If you have to ask . ..


----------



## haunted bumps (Sep 13, 2010)

every one in my town has digital design they seem spendy but they are worth every penny in my eyes you should hear the 8" subs by dd they cost like 175 in my town but they sound like tens if you set it up right i think you guys will be satisfied if purchased


----------



## Cruzer (Jul 16, 2010)

if u want spl, DD is a good contender.

i have never used so if any of the below is wrong, im sorry, im just passing along what i have read.

no one complains they are not loud enough.

people that care about sq, say they just dont sound good.

even those that say they sound decent, have made other comments or threads talking about how they have a "hollow" sound, and sound completely different from any other sub they have heard.
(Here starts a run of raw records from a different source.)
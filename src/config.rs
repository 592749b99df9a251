//! Application configuration.
//!
//! Everything process-wide (the shared store endpoint and credential, the
//! allow-list, the listen port) lives in an explicitly constructed
//! [`AppConfig`] handed to the router and server at startup. Nothing reads
//! the environment after [`AppConfig::from_env`] returns, which keeps the
//! router testable with fakes.

use std::collections::HashSet;
use std::env;
use std::path::PathBuf;

use tracing::warn;

use crate::types::normalize_org_name;

/// The fixed set of organization names entitled to the shared remote store.
///
/// Parsed once from a comma-separated value; entries are trimmed,
/// lower-cased, and empty entries dropped. Membership checks normalize
/// their argument the same way.
#[derive(Debug, Clone, Default)]
pub struct AllowList {
    names: HashSet<String>,
}

impl AllowList {
    pub fn parse(raw: &str) -> Self {
        let names = raw
            .split(',')
            .map(normalize_org_name)
            .filter(|name| !name.is_empty())
            .collect();
        Self { names }
    }

    pub fn from_env() -> Self {
        match env::var("AUTHORIZED_USERS") {
            Ok(raw) => Self::parse(&raw),
            Err(_) => {
                warn!("AUTHORIZED_USERS is not set; no organization is authorized for the shared store");
                Self::default()
            }
        }
    }

    pub fn contains(&self, org_name: &str) -> bool {
        self.names.contains(&normalize_org_name(org_name))
    }

    pub fn len(&self) -> usize {
        self.names.len()
    }

    pub fn is_empty(&self) -> bool {
        self.names.is_empty()
    }
}

/// Endpoint and credential for the shared remote store.
#[derive(Debug, Clone)]
pub struct SharedStoreConfig {
    /// Project base URL, e.g. `https://xyz.supabase.co`.
    pub url: String,
    /// The anon credential sent as both `apikey` and bearer token.
    pub key: String,
}

/// Top-level configuration for the server binary and the storage router.
#[derive(Debug, Clone)]
pub struct AppConfig {
    pub shared_store: SharedStoreConfig,
    /// Logical table holding restaurant rows.
    pub table: String,
    pub allow_list: AllowList,
    /// Directory backing the file string store for the local tier.
    pub data_dir: PathBuf,
    pub port: u16,
}

impl AppConfig {
    /// Load from the environment. Missing remote-store variables are fatal;
    /// everything else has a default.
    ///
    /// Variables: `SUPABASE_URL`, `SUPABASE_ANON_KEY`, `SUPABASE_TABLE`
    /// (default `restaurants`), `AUTHORIZED_USERS`, `MAKAN_DATA_DIR`
    /// (default `./data`), `PORT` (default `8080`).
    pub fn from_env() -> Self {
        Self {
            shared_store: SharedStoreConfig {
                url: require("SUPABASE_URL"),
                key: require("SUPABASE_ANON_KEY"),
            },
            table: env_or("SUPABASE_TABLE", "restaurants"),
            allow_list: AllowList::from_env(),
            data_dir: PathBuf::from(env_or("MAKAN_DATA_DIR", "./data")),
            port: env_or("PORT", "8080")
                .parse()
                .expect("PORT must be a number"),
        }
    }
}

fn require(key: &str) -> String {
    env::var(key).unwrap_or_else(|_| panic!("{key} must be set"))
}

fn env_or(key: &str, default: &str) -> String {
    env::var(key).unwrap_or_else(|_| {
        default.to_string()
    })
}

#[cfg(test)]
mod tests {
    use super::*;

    #[test]
    fn allow_list_trims_lowercases_and_drops_empties() {
        let list = AllowList::parse(" Globex ,ACME Corp,, initech ,");
        assert_eq!(list.len(), 3);
        assert!(list.contains("globex"));
        assert!(list.contains("acme corp"));
        assert!(list.contains("  Initech "));
        assert!(!list.contains("hooli"));
    }

    #[test]
    fn empty_value_authorizes_nobody() {
        let list = AllowList::parse("");
        assert!(list.is_empty());
        assert!(!list.contains(""));
        assert!(!list.contains("globex"));
    }
}
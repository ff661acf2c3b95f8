//! Rendering module: geometry, drawing primitives and the raster target

pub mod layout;
pub mod paint;
pub mod raster;

pub use layout::{AgendaLayout, RankingLayout, Rect, RosterLayout};
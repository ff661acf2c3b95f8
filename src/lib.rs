//! Schedule Board
//!
//! Renders raster summaries of class-schedule data for a group chat:
//!
//! - **Roster**: what each member of a group is attending right now
//! - **Agenda**: one member's courses for the day
//! - **Ranking**: the weekly attendance leaderboard
//!
//! Callers hand already-parsed [`CourseEntry`] / [`RankingEntry`] records to an
//! [`ImageComposer`], which fetches avatars concurrently, lays out the canvas,
//! draws it and writes a PNG to a fresh temporary file whose path it returns.
//!
//! # Example
//!
//! ```no_run
//! use schedule_board::{CourseEntry, ImageComposer, RenderConfig};
//!
//! # async fn run() -> schedule_board::Result<()> {
//! let config = RenderConfig {
//!     font_dir: "assets/fonts".into(),
//!     ..Default::default()
//! };
//! let composer = ImageComposer::new(config)?;
//! let courses = vec![CourseEntry::new("10001").with_nickname("Alice")];
//! let path = composer.render_roster(&courses).await?;
//! println!("roster written to {}", path.display());
//! # Ok(())
//! # }
//! ```

use serde::Deserialize;
use std::path::PathBuf;

pub mod error;
pub use error::{Error, Result};

pub mod avatar;
pub mod composer;
pub mod model;
pub mod rendering;
pub mod status;
pub mod text;

pub use avatar::AvatarFetcher;
pub use composer::ImageComposer;
pub use model::{CourseEntry, RankingEntry};
pub use status::{classify, CourseStatus, StatusLabel};
pub use text::{Font, FontCache, FontRole, FontSet};

/// Placeholder substituted with the user identifier in avatar URL templates.
pub const USER_ID_PLACEHOLDER: &str = "{user_id}";

/// Configuration for the image composer
///
/// Built once and handed to [`ImageComposer::new`]; every style constant the
/// renderer uses lives here instead of in module globals. Hosts may also load
/// it from JSON, missing fields take their defaults.
///
/// # Examples
///
/// ```
/// let cfg = schedule_board::RenderConfig::default();
/// assert!(cfg.avatar_url_template.contains("{user_id}"));
/// assert_eq!(cfg.utc_offset_secs, 8 * 3600);
/// ```
#[derive(Debug, Clone, Deserialize)]
#[serde(default)]
pub struct RenderConfig {
    /// Directory scanned for the first `.ttf` / `.otf` font file
    pub font_dir: PathBuf,
    /// Avatar URL, `{user_id}` is replaced by the requested identifier
    pub avatar_url_template: String,
    /// Optional per-fetch timeout in milliseconds (`None` => transport default)
    pub avatar_timeout_ms: Option<u64>,
    /// Offset from UTC used to compute "now" for roster and agenda renders
    pub utc_offset_secs: i32,
    /// Group roster style
    pub roster: RosterStyle,
    /// Single-user agenda style
    pub agenda: AgendaStyle,
    /// Weekly ranking style
    pub ranking: RankingStyle,
}

impl Default for RenderConfig {
    fn default() -> Self {
        Self {
            font_dir: PathBuf::from("fonts"),
            avatar_url_template: "http://q.qlogo.cn/headimg_dl?dst_uin={user_id}&spec=640&img_type=jpg"
                .to_string(),
            avatar_timeout_ms: None,
            utc_offset_secs: 8 * 3600,
            roster: RosterStyle::default(),
            agenda: AgendaStyle::default(),
            ranking: RankingStyle::default(),
        }
    }
}

/// An opaque RGB color.
///
/// Deserializes from a `"#RRGGBB"` string.
#[derive(Debug, Clone, Copy, PartialEq, Eq, Deserialize)]
#[serde(try_from = "String")]
pub struct Color(pub u8, pub u8, pub u8);

impl Color {
    pub const fn rgb(r: u8, g: u8, b: u8) -> Self {
        Color(r, g, b)
    }

    /// Parse `#RRGGBB` (the leading `#` is optional).
    pub fn from_hex(hex: &str) -> Option<Self> {
        let digits = hex.strip_prefix('#').unwrap_or(hex);
        if digits.len() != 6 || !digits.is_ascii() {
            return None;
        }
        let channel = |i: usize| u8::from_str_radix(&digits[i..i + 2], 16).ok();
        Some(Color(channel(0)?, channel(2)?, channel(4)?))
    }

    pub fn to_rgb(self) -> image::Rgb<u8> {
        image::Rgb([self.0, self.1, self.2])
    }
}

impl TryFrom<String> for Color {
    type Error = String;

    fn try_from(value: String) -> std::result::Result<Self, Self::Error> {
        Color::from_hex(&value).ok_or_else(|| format!("invalid color: {}", value))
    }
}

/// Background / foreground pair for a status badge
pub type BadgeColors = (Color, Color);

/// Style of the group roster view
#[derive(Debug, Clone, Deserialize)]
#[serde(default)]
pub struct RosterStyle {
    pub width: u32,
    pub padding: u32,
    pub row_height: u32,
    pub avatar_size: u32,
    pub background: Color,
    pub title_color: Color,
    pub font_color: Color,
    pub subtitle_color: Color,
    /// Vertical bar left of the title
    pub accent_color: Color,
    /// Underline below the title
    pub underline_color: Color,
    /// Row indicator triangle
    pub indicator_color: Color,
    pub in_progress: BadgeColors,
    pub up_next: BadgeColors,
    pub ended: BadgeColors,
}

impl Default for RosterStyle {
    fn default() -> Self {
        Self {
            width: 800,
            padding: 40,
            row_height: 140,
            avatar_size: 100,
            background: Color::rgb(0xFF, 0xFF, 0xFF),
            title_color: Color::rgb(0x21, 0x21, 0x21),
            font_color: Color::rgb(0x21, 0x21, 0x21),
            subtitle_color: Color::rgb(0x75, 0x75, 0x75),
            accent_color: Color::rgb(0x26, 0xA6, 0x9A),
            underline_color: Color::rgb(0xA7, 0xFF, 0xEB),
            indicator_color: Color::rgb(0xBD, 0xBD, 0xBD),
            in_progress: (Color::rgb(0x43, 0xA0, 0x47), Color::rgb(0xFF, 0xFF, 0xFF)),
            up_next: (Color::rgb(0xFF, 0xB3, 0x00), Color::rgb(0x21, 0x21, 0x21)),
            ended: (Color::rgb(0x9E, 0x9E, 0x9E), Color::rgb(0xFF, 0xFF, 0xFF)),
        }
    }
}

/// Style of the single-user agenda view
#[derive(Debug, Clone, Deserialize)]
#[serde(default)]
pub struct AgendaStyle {
    pub width: u32,
    pub padding: u32,
    pub row_height: u32,
    /// Corner radius of a course card
    pub card_radius: u32,
    pub background: Color,
    pub card_color: Color,
    pub title_color: Color,
    pub font_color: Color,
    pub subtitle_color: Color,
}

impl Default for AgendaStyle {
    fn default() -> Self {
        Self {
            width: 720,
            padding: 40,
            row_height: 100,
            card_radius: 10,
            background: Color::rgb(0xFA, 0xFA, 0xFA),
            card_color: Color::rgb(0xE3, 0xF2, 0xFD),
            title_color: Color::rgb(0x0D, 0x47, 0xA1),
            font_color: Color::rgb(0x42, 0x42, 0x42),
            subtitle_color: Color::rgb(0x9E, 0x9E, 0x9E),
        }
    }
}

/// Style of the weekly ranking view
#[derive(Debug, Clone, Deserialize)]
#[serde(default)]
pub struct RankingStyle {
    pub width: u32,
    pub padding: u32,
    pub header_height: u32,
    pub row_height: u32,
    pub avatar_size: u32,
    pub background: Color,
    /// Fill of odd (zebra) rows
    pub stripe_color: Color,
    pub title_color: Color,
    pub subtitle_color: Color,
    pub font_color: Color,
    /// Rank number colors for places 1, 2 and 3
    pub podium_colors: [Color; 3],
}

impl Default for RankingStyle {
    fn default() -> Self {
        Self {
            width: 800,
            padding: 40,
            header_height: 160,
            row_height: 100,
            avatar_size: 80,
            background: Color::rgb(0xFF, 0xFF, 0xFF),
            stripe_color: Color::rgb(0xF5, 0xF5, 0xF5),
            title_color: Color::rgb(0x21, 0x21, 0x21),
            subtitle_color: Color::rgb(0x75, 0x75, 0x75),
            font_color: Color::rgb(0x21, 0x21, 0x21),
            podium_colors: [
                Color::rgb(0xFF, 0xB3, 0x00),
                Color::rgb(0x9E, 0x9E, 0x9E),
                Color::rgb(0x8D, 0x6E, 0x63),
            ],
        }
    }
}

impl RankingStyle {
    /// Color of the rank number for a 1-based rank.
    pub fn rank_color(&self, rank: usize) -> Color {
        match rank {
            1..=3 => self.podium_colors[rank - 1],
            _ => self.font_color,
        }
    }
}
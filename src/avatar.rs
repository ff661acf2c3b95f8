//! Concurrent avatar download.
//!
//! Every identifier gets its own task; the batch resolves once all of them
//! have settled and the results come back in request order. A failed
//! download is just a missing avatar.

use futures::future::join_all;
use reqwest::{Client, StatusCode};
use std::time::Duration;

use crate::{Error, Result, USER_ID_PLACEHOLDER};

/// Raw avatar bytes, `None` when the download failed
pub type AvatarData = Option<Vec<u8>>;

#[derive(Debug, Clone)]
pub struct AvatarFetcher {
    client: Client,
    url_template: String,
    timeout: Option<Duration>,
}

impl AvatarFetcher {
    /// Build a fetcher for `url_template`, which must contain `{user_id}`.
    ///
    /// `timeout` bounds each individual request; `None` leaves it to the
    /// transport defaults.
    pub fn new(url_template: impl Into<String>, timeout: Option<Duration>) -> Result<Self> {
        let url_template = url_template.into();
        if !url_template.contains(USER_ID_PLACEHOLDER) {
            return Err(Error::ConfigError(format!(
                "avatar URL template has no {} placeholder: {}",
                USER_ID_PLACEHOLDER, url_template
            )));
        }
        url::Url::parse(&url_template.replace(USER_ID_PLACEHOLDER, "0")).map_err(|e| {
            Error::ConfigError(format!("invalid avatar URL template {}: {}", url_template, e))
        })?;

        let client = Client::builder()
            .build()
            .map_err(|e| Error::InitializationError(format!("Failed to build HTTP client: {}", e)))?;

        Ok(Self {
            client,
            url_template,
            timeout,
        })
    }

    /// URL the avatar of `user_id` is downloaded from.
    pub fn avatar_url(&self, user_id: &str) -> String {
        let encoded: String = url::form_urlencoded::byte_serialize(user_id.as_bytes()).collect();
        self.url_template.replace(USER_ID_PLACEHOLDER, &encoded)
    }

    /// Download all avatars concurrently.
    ///
    /// The result has one slot per input identifier, in input order, no
    /// matter which downloads finish first or fail.
    pub async fn fetch_all<S: AsRef<str>>(&self, ids: &[S]) -> Vec<AvatarData> {
        if ids.is_empty() {
            return Vec::new();
        }
        log::debug!("Fetching {} avatar(s)", ids.len());

        let handles: Vec<_> = ids
            .iter()
            .map(|id| {
                let client = self.client.clone();
                let user_id = id.as_ref().to_string();
                let url = self.avatar_url(&user_id);
                let timeout = self.timeout;
                tokio::spawn(async move { fetch_one(&client, &user_id, &url, timeout).await })
            })
            .collect();

        join_all(handles)
            .await
            .into_iter()
            .map(|joined| match joined {
                Ok(data) => data,
                Err(e) => {
                    log::error!("Avatar task did not complete: {}", e);
                    None
                }
            })
            .collect()
    }
}

async fn fetch_one(client: &Client, user_id: &str, url: &str, timeout: Option<Duration>) -> AvatarData {
    let mut request = client.get(url);
    if let Some(timeout) = timeout {
        request = request.timeout(timeout);
    }

    let response = match request.send().await {
        Ok(resp) => resp,
        Err(e) => {
            log::error!("Failed to download avatar for {}: {}", user_id, e);
            return None;
        }
    };
    if response.status() != StatusCode::OK {
        log::warn!("Avatar for {} returned HTTP {}", user_id, response.status());
        return None;
    }
    match response.bytes().await {
        Ok(body) if !body.is_empty() => Some(body.to_vec()),
        Ok(_) => {
            log::warn!("Avatar for {} was empty", user_id);
            None
        }
        Err(e) => {
            log::error!("Failed to read avatar body for {}: {}", user_id, e);
            None
        }
    }
}

#[cfg(test)]
mod tests {
    use super::*;

    #[test]
    fn template_without_placeholder_is_rejected() {
        let err = AvatarFetcher::new("http://example.com/avatar.png", None).unwrap_err();
        assert!(matches!(err, Error::ConfigError(_)));
    }

    #[test]
    fn unparsable_template_is_rejected() {
        let err = AvatarFetcher::new("not a url {user_id}", None).unwrap_err();
        assert!(matches!(err, Error::ConfigError(_)));
    }

    #[test]
    fn avatar_url_substitutes_and_encodes() {
        let f = AvatarFetcher::new("http://h/a?uin={user_id}&spec=640", None).unwrap();
        assert_eq!(f.avatar_url("12345"), "http://h/a?uin=12345&spec=640");
        assert_eq!(f.avatar_url("a&b"), "http://h/a?uin=a%26b&spec=640");
    }

    #[tokio::test]
    async fn empty_batch_returns_empty() {
        let f = AvatarFetcher::new("http://127.0.0.1:9/{user_id}", None).unwrap();
        let ids: [&str; 0] = [];
        assert!(f.fetch_all(&ids).await.is_empty());
    }

    #[tokio::test]
    async fn unreachable_host_degrades_to_none() {
        // Port 9 (discard) is closed on test hosts; connection is refused.
        let f = AvatarFetcher::new("http://127.0.0.1:9/{user_id}", Some(Duration::from_secs(2))).unwrap();
        let out = f.fetch_all(&["1", "2"]).await;
        assert_eq!(out, vec![None, None]);
    }
}
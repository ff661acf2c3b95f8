//! Fonts and text sanitizing
//!
//! Fonts are located and loaded once per composer; per-draw calls only
//! measure and rasterize.

pub mod font;
pub mod sanitize;

pub use font::{Font, FontCache, FontRole, FontSet};
pub use sanitize::sanitize;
i have bought some of the brands so talked about, FI, DC, etc. but i just have no desire to try a DD. I would rather try Sundown. i have a desire to try a sundown sa-8 because everyone says they pound and get so low for a little 8. there are youtube vids of them doing 150dbs with 2 of them ported... thats plenty loud for 90% of people


----------



## benny (Apr 7, 2008)

Im running a 510 in a ported box in a somewhat-SQ setup, and it sounds fine to me...


----------



## GSlider (Jun 11, 2009)

The only DD subs I heard were a pair of 3510's in a sealed enclosure. Not sure what power was, but they were insanely loud for being sealed. Literally flexing the car. I was in awe to say the least.

I've read and heard nothing but good things about DD. You can't go wrong.


----------



## SomeGuy748 (Feb 24, 2010)

We just brought DD in and I would say they are loud. Possibly the loudest I've worked with in my 20 years in car audio. As for sq, they do fine. I wouldn't call them an sq product but for the average listener they work great. I'm currently running a DD1508 and it is quite a bit louder than the IDQ12 I was using. No, it isn't as musical but it sounds much better than I expected. I would say it sounds better than any entry level sub I've dealt with lately. Plays all types of bass just fine and can get nasty loud when I want it to. I'm currently breaking in a pair of 9512's I custom ordered for a customer and can't wait to build an enclosure and start playing with them.


----------



## beyondredline9k (Nov 28, 2010)

I wanted that sub but it would have required half of my trunk space (s2000)


----------



## Quagmire (Feb 27, 2006)

I hope that you guys give the line a try in SQ ONLY oriented systems. Don't go with DD recommendations, go with a vehicle specific design by PWK Designs. If for SQ, you can even get it out of something as insane as a Z9510, but expect a massive enclosure to correct the inherent spike generated by such a powerful motor and small cone. The smaller diameter subwoofers are harder to correct in the DD line up. The larger the diameter, the more calm they become, all the while with a very high potential for volume. Small sealed enclosures need not apply. I also hope that the gentleman way above gets the chance to hear a DD sub (of any series and diameter) in a well-vehicle-aligned enclosure that is modeled for SQ use. Be it a bass-reflex, horn variant, TL variant, Bandpass variant, Voight pipe or hybrid of some sort.


----------



## carlton jones (May 29, 2009)

reading some of these post makes me wonder. i just finished installing 4 DD 9512's in a caddy on 4 DD M3 amplifiers and yes it is loud and the Z91's are rated about the 95 series. the more you play them the louder they get. So you should take them to your installer after a few months break in time to get your system retuned. and any sub can hit 150 for one note but was it still playing after that is the point


----------



## BigRed (Aug 12, 2007)

I ran 2 DD 9515F series subs in my truck in a 10 cubic foot box ported and tuned to 36hz. It received a perfect score in the sub category at Iasca regionals last year which I won. 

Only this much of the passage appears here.